I returned from Totus Tuus on Friday afternoon, spent some time mini-golfing, and seeing a late movie, and then spent Saturday morning shooting skeet.  Confessions and a meal with a parishioner kept me busy Saturday afternoon and evening, and a day walking all over creation preparing for World Youth Day with the pilgrims from this diocese wore me out on Sunday.  Today was spent in one meeting after another, so that now, at nearly midnight, I finally have a moment to offer a synopsis of sorts on the Totus Tuus boys camp.

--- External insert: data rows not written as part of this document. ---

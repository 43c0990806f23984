//! Runtime configuration for the hangman TUI.
//!
//! Every tunable can come from a command-line flag, an environment variable
//! or a compiled default, in that order of priority.

use crate::ui::theme::{Theme, ThemeChoice};
use clap::Parser;
use hangman::{WordList, WordListError};
use std::path::{Path, PathBuf};

/// Default directory for the rolling log files.
const DEFAULT_LOG_DIR: &str = "logs";

/// Word file picked up from the home directory when nothing else is set.
const HOME_WORDS_FILE: &str = ".hangman/words.json";

/// Command-line arguments.
#[derive(Parser, Debug, Default)]
#[command(name = "hangman", about = "Guess the word before you run out of chances")]
pub struct Cli {
    /// Word list file: a JSON array of strings, or one word per line.
    #[arg(short, long, value_name = "PATH")]
    pub words: Option<PathBuf>,

    /// Seed for the word picker, for reproducible games.
    #[arg(short, long)]
    pub seed: Option<u64>,

    /// Color theme.
    #[arg(short, long, value_enum)]
    pub theme: Option<ThemeChoice>,

    /// Directory the log files are written to.
    #[arg(long, value_name = "PATH")]
    pub log_dir: Option<PathBuf>,
}

/// Resolved configuration.
#[derive(Debug, Clone)]
pub struct Config {
    pub words_path: Option<PathBuf>,
    pub seed: Option<u64>,
    pub theme: Theme,
    pub log_dir: PathBuf,
}

impl Config {
    pub fn from_cli(cli: Cli) -> Self {
        Self {
            words_path: get_words_path(cli.words),
            seed: get_seed(cli.seed),
            theme: Theme::new(get_theme(cli.theme)),
            log_dir: get_log_dir(cli.log_dir),
        }
    }

    /// Load the configured word list, or the built-in one if none is set.
    pub fn load_words(&self) -> Result<WordList, WordListError> {
        match &self.words_path {
            Some(path) => WordList::from_file(path),
            None => Ok(WordList::default()),
        }
    }
}

/// Get the word list path.
///
/// Priority:
/// 1. `--words` flag
/// 2. `HANGMAN_WORDS` env variable if set
/// 3. `~/.hangman/words.json` if it exists
/// 4. none, the built-in list is used
pub fn get_words_path(cli: Option<PathBuf>) -> Option<PathBuf> {
    let home_file = dirs::home_dir().map(|home| home.join(HOME_WORDS_FILE));
    resolve_words_path(
        cli,
        std::env::var_os("HANGMAN_WORDS").map(PathBuf::from),
        home_file.as_deref(),
    )
}

fn resolve_words_path(
    cli: Option<PathBuf>,
    env: Option<PathBuf>,
    home_file: Option<&Path>,
) -> Option<PathBuf> {
    cli.or(env)
        .or_else(|| home_file.filter(|p| p.is_file()).map(Path::to_path_buf))
}

/// Get the word picker seed.
///
/// Priority:
/// 1. `--seed` flag
/// 2. `HANGMAN_SEED` env variable (ignored if it does not parse as `u64`)
/// 3. none, the picker is seeded from OS entropy
pub fn get_seed(cli: Option<u64>) -> Option<u64> {
    cli.or_else(|| std::env::var("HANGMAN_SEED").ok()?.parse().ok())
}

/// Get the color theme.
///
/// Priority:
/// 1. `--theme` flag
/// 2. `HANGMAN_THEME` env variable (ignored unless `dark` or `light`)
/// 3. dark
pub fn get_theme(cli: Option<ThemeChoice>) -> ThemeChoice {
    cli.or_else(|| ThemeChoice::parse(&std::env::var("HANGMAN_THEME").ok()?))
        .unwrap_or_default()
}

/// Get the log directory.
///
/// Priority:
/// 1. `--log-dir` flag
/// 2. `HANGMAN_LOG_DIR` env variable if set
/// 3. `logs` as fallback
pub fn get_log_dir(cli: Option<PathBuf>) -> PathBuf {
    if let Some(dir) = cli {
        return dir;
    }
    if let Ok(dir) = std::env::var("HANGMAN_LOG_DIR") {
        return PathBuf::from(dir);
    }

    PathBuf::from(DEFAULT_LOG_DIR)
}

This was by far the most injurious camp I have yet attended.  Among the casualties were a seminarian who had a severe allergic reaction to something, a sixty year old man with a dislocated shoulder, a teenager who leaped into as opposed to over a bench, and a middle schooler with a broken arm.  I was most impressed with the middle schooler.  He fell and landed awkwardly on his arm, and though he was in obvious pain, he was able to rotate his arm and make a fist.  We compassionately suggested that he "man up."  We were slightly concerned that he was still favoring that arm the next morning, but did not decide to send him to the emergency room until he really freaked out when he tried to use that arm to prop himself up during a water game during which he was supposed to lie down on the ground.  We were rather astonished when he returned in a cast, and then deeply moved by his strength.  He had walked around with a broken arm for nearly an entire day and had complained of his pain very little!  What an incredible young man.

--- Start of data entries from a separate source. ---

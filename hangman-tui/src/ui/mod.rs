pub mod hit_map;
pub mod input;
pub mod render_loop;
pub mod theme;
pub mod widgets;

pub use hit_map::HitMap;
pub use render_loop::{draw, run_app};
pub use theme::{Theme, ThemeChoice};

There is a certain paradox about Totus Tuus.  We spend the week trying to help them become men, while simultaneously giving them permission to play and act like children.  They sing ridiculous songs, they learn silly dances.  They swim and run and laugh and in the midst of all of this, they pray.  It is the prayer that reinforces their manliness.  It is an explicit expectation and firmly held conviction that young people have a strong spirituality and that they are capable of holiness.  We call them to sanctity.  We strive to demonstrate that a life in Christ is deeply compatible with life as a man.  We offer them the witness of the saints as a way to begin to see how true masculinity is necessarily focused on Christ, and we provide ample opportunity to discover the ways in which they have chosen the world's way as opposed to the Lord's way.  Throughout the week, most of them begin to see and express how deeply they desire to be strong Catholic men, and we assure them that they can.  It is beautiful.

Which is not to say that all is perfect.  A teenage boy remains a teenage boy.  He is still brash, frequently unthinking, sometimes brutal in his assessment of his peers, keenly aware of his own changing body, and mercilessly hopped up on hormones.  He still needs to prove himself, and he is filled with the boundless energy of youth.  His amygdala is doing all the thinking while his frontal lobe rests on its laurels.  So, it would be a lie to say that I wasn't glad for the week to be over.  It would be a bigger lie to say that I didn't love being a part of it.


  1. One of local KC officers just invited a bunch of us to go go-kart racing this weekend -- "man up" and "goof off" sometimes go hand in hand!

  2. Good update. I always wondered what you did there.